Jackson v. Municipality of Anchorage
375 P.3d 1166
| Alaska | 2016Background
- In July 2004 Anchorage Police seized Willie Jackson’s personal property (cash, coins, a 1990 Oldsmobile, a wedding ring, etc.) during arrests; the Oldsmobile was impounded and sold at auction in 2004.
- Jackson was federally prosecuted; federal court ordered return/stay-of-forfeiture of property in 2006 and again directed return of the Oldsmobile and ring in May 2007; federal filings show APD possession and also indicate the car had been impounded in July 2004.

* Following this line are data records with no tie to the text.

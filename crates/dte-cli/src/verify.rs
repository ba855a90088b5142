//! # Verify Subcommand
//!
//! Checks every signature block in a document or envelope and, given a
//! folio authorization, the stamps of the documents it covers. Prints one
//! JSON report.
//!
//! Exit code 0 when everything checked is valid, 1 otherwise.

use std::path::PathBuf;

use anyhow::{Context, Result};
use clap::Args;
use dte_core::parse;
use dte_crypto::{verify_all, SignatureReport};
use dte_stamp::{Document, FolioAuthorization, Ted};
use serde::Serialize;

use crate::common::{print_json, read_text, AuthorityArgs};

/// Arguments for the `dte verify` subcommand.
#[derive(Args, Debug)]
pub struct VerifyArgs {
    /// Signed document or sealed envelope.
    pub file: PathBuf,

    /// Also check stamps against this folio authorization.
    #[arg(long, requires = "keys")]
    pub caf: Option<PathBuf>,

    /// Directory of `<serial>.pem` authority public keys (with `--caf`).
    #[arg(long = "authority-keys", env = "DTE_AUTHORITY_KEYS")]
    pub keys: Option<PathBuf>,
}

#[derive(Debug, Serialize)]
struct BlockReport {
    position: usize,
    reference: Option<String>,
    valid: bool,
    #[serde(skip_serializing_if = "Option::is_none")]
    signer: Option<String>,
    #[serde(skip_serializing_if = "Option::is_none")]
    error: Option<String>,
}

impl From<SignatureReport> for BlockReport {
    fn from(report: SignatureReport) -> Self {
        let (signer, error) = match report.outcome {
            Ok(verified) => (Some(verified.signer_subject), None),
            Err(e) => (None, Some(e.to_string())),
        };
        Self {
            position: report.position,
            reference: report.reference,
            valid: error.is_none(),
            signer,
            error,
        }
    }
}

#[derive(Debug, Serialize)]
struct StampReport {
    folio: u64,
    valid: bool,
    #[serde(skip_serializing_if = "Option::is_none")]
    error: Option<String>,
}

#[derive(Debug, Serialize)]
struct VerifyReport {
    root: String,
    signatures: Vec<BlockReport>,
    #[serde(skip_serializing_if = "Vec::is_empty")]
    stamps: Vec<StampReport>,
    valid: bool,
}

/// Execute the verify subcommand.
pub fn run_verify(args: &VerifyArgs) -> Result<u8> {
    let root = parse(&read_text(&args.file)?)
        .with_context(|| format!("parsing {}", args.file.display()))?;
    let signatures: Vec<BlockReport> = verify_all(&root).into_iter().map(BlockReport::from).collect();

    let stamps = match (&args.caf, &args.keys) {
        (Some(caf), Some(keys)) => {
            let authority = AuthorityArgs {
                keys: keys.clone(),
                certification_serials: Vec::new(),
            };
            let auth = authority
                .validator()?
                .validate_file(caf)
                .with_context(|| format!("validating {}", caf.display()))?;
            check_stamps(&root, &auth)
        }
        _ => Vec::new(),
    };

    let valid = !signatures.is_empty()
        && signatures.iter().all(|s| s.valid)
        && stamps.iter().all(|s| s.valid);
    for block in signatures.iter().filter(|s| !s.valid) {
        tracing::warn!(position = block.position, reference = ?block.reference, "signature invalid");
    }
    print_json(&VerifyReport {
        root: root.local_name().to_string(),
        signatures,
        stamps,
        valid,
    })?;
    Ok(if valid { 0 } else { 1 })
}

/// Stamps of every document of the authorization's type.
fn check_stamps(root: &dte_core::Element, auth: &FolioAuthorization) -> Vec<StampReport> {
    root.descendants("DTE")
        .into_iter()
        .filter_map(|dte| Document::from_element(dte.clone()).ok())
        .filter(|doc| doc.document_type().ok() == Some(auth.document_type()))
        .map(|doc| {
            let folio = doc.folio().unwrap_or_default();
            let outcome = Ted::from_document(&doc).and_then(|ted| ted.verify(auth));
            StampReport {
                folio,
                valid: outcome.is_ok(),
                error: outcome.err().map(|e| e.to_string()),
            }
        })
        .collect()
}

- Jackson alleged the Municipality of Anchorage failed to return his property despite the federal orders; Assistant U.S. Attorneys later reported APD would apply remaining property toward a municipal debt.
- Jackson filed a conversion suit against the Municipality in September 2012, nearly eight years after the 2004 seizure and about five years after the 2007 federal inventory order.
- The Municipality moved to dismiss under Alaska Civ. R. 12(b)(6) as time-barred by the two-year statute of limitations (AS 09.10.070); the superior court granted dismissal, concluding Jackson should have discovered his claim by 2007.
- The Alaska Supreme Court reversed, holding that the complaint’s factual allegations could support multiple accrual dates and that dismissal at the pleading stage was improper because inquiry-notice and reasonableness are fact-specific.
Issues
| Issue | Plaintiff's Argument | Defendant's Argument | Held |
|---|---|---|---|
| Whether Jackson’s conversion claim was time-barred under the two-year statute of limitations (discovery-rule accrual / inquiry notice) | Jackson argued federal orders and later federal communications kept the property under federal custody and that he was not put on inquiry notice of a claim against the Municipality until 2012; alternatively, discovery-rule tolling made his 2012 filing timely | Municipality argued Jackson knew (or reasonably should have known) of the claim by 2007 (per federal court orders saying he must contact APD), so the two-year limitation expired by 2009 and dismissal was proper | Reversed dismissal. Court held pleadings alleged facts supporting multiple possible accrual dates (2004, 2007, 2011, 2012) and that inquiry-notice and reasonableness are fact questions; Rule 12(b)(6) dismissal was improper and case remanded for further proceedings |
Key Cases Cited
- John’s Heating Serv. v. Lamb, 129 P.3d 919 (Alaska 2006) (explains discovery rule accrual: cause of action accrues when plaintiff discovers or reasonably should have discovered all elements)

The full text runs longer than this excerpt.